## Description

This is an old problem from ancient history, but many aspects of it are still unsolved. There are n numbers 1,2,…,n arranged in a circle in clockwise order. Given a number k ≥ 2, the following step is executed repeatedly, until only one number is left. Move in clockwise direction, jumping over k − 1 remaining numbers, and eliminate the kth remaining number encountered. Initially start with number 1, so that if n ≥ k, the first number eliminated is k. The last number that remains is denoted J(n,k) and is called the Josephus number. For example, J(5,3) = 4 as the numbers are eliminated in the order 3,1,5,2. A program is to be written to compute J(n,k) for given values of n and k.
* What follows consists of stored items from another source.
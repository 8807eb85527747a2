//! `cinerec build` command - build or refresh cached similarity matrices

use cinerec_core::catalog::store::CatalogStore;
use cinerec_core::corpus::Feature;
use cinerec_core::error::Result;
use cinerec_core::format::OutputFormat;
use cinerec_core::similarity::SimilarityEngine;

use crate::cli::Cli;

pub fn execute(cli: &Cli, rebuild: bool) -> Result<()> {
    let store = CatalogStore::new(&cli.data_dir);
    let corpus = store.load_corpus()?;
    let engine = SimilarityEngine::new(&cli.data_dir);

    let mut statuses = Vec::new();
    for feature in Feature::ALL {
        let matrix = if rebuild {
            engine.build(feature, &corpus)?
        } else {
            engine.build_or_load(feature, &corpus)?
        };
        statuses.push((feature, matrix.map(|m| m.len())));
    }

    match cli.format {
        OutputFormat::Json => {
            let output: Vec<_> = statuses
                .iter()
                .map(|(feature, rows)| {
                    serde_json::json!({
                        "feature": feature.as_str(),
                        "available": rows.is_some(),
                        "rows": rows,
                    })
                })
                .collect();
            println!("{}", serde_json::json!(output));
        }
        OutputFormat::Human => {
            if !cli.quiet {
                for (feature, rows) in &statuses {
                    match rows {
                        Some(rows) => println!("{}: {} x {} matrix", feature, rows, rows),
                        None => println!("{}: unavailable (empty vocabulary)", feature),
                    }
                }
            }
        }
    }

    Ok(())
}
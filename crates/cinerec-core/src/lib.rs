//! Cinerec Core Library
//!
//! Content-based movie recommendation: tag corpus construction,
//! bag-of-words vectorization, cached cosine-similarity matrices,
//! top-K ranking, and fuzzy title resolution.

pub mod artifact;
pub mod catalog;
pub mod corpus;
pub mod error;
pub mod format;
pub mod logging;
pub mod provider;
pub mod recommend;
pub mod resolve;
pub mod similarity;
pub mod text;
//! Command dispatch logic for cinerec

use cinerec_core::error::Result;

use crate::cli::{Cli, Commands};
use crate::commands;

pub fn run(cli: &Cli) -> Result<()> {
    match &cli.command {
        Commands::Ingest { source } => commands::ingest::execute(cli, source),
        Commands::Build { rebuild } => commands::build::execute(cli, *rebuild),
        Commands::Recommend { title, limit } => commands::recommend::execute(cli, title, *limit),
        Commands::Resolve { title } => commands::resolve::execute(cli, title),
        Commands::Show { title } => commands::show::execute(cli, title),
        Commands::Filmography { person_id } => commands::filmography::execute(cli, *person_id),
    }
}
An easy way of doing this is to just follow the procedure that defines the function. Define a data type called circular list whose value is a circular list of numbers, with a pointer to a position in the list. An operation ++ is defined to move the pointer one place in the list in clockwise order. You also have an operation that gives the size of the list and an operation to initialize the list with numbers 1 to n. Finally, there is an operation to remove the number that the pointer is pointing to, and a method to return the value. Then the program for this can be written as

int J(int n, int k) {

circular_list C; C.initialize(n); while (C.size() > 1) { for (int i = 1; i < k; i++) C++;

C.remove();

} return C.value();

}

If you are unable to do this, you can implement the simple method, which should work correctly for small values of n and k, but you will get only half credit for it. The recursive program is actually much simpler and can be written in 10 lines, if done carefully.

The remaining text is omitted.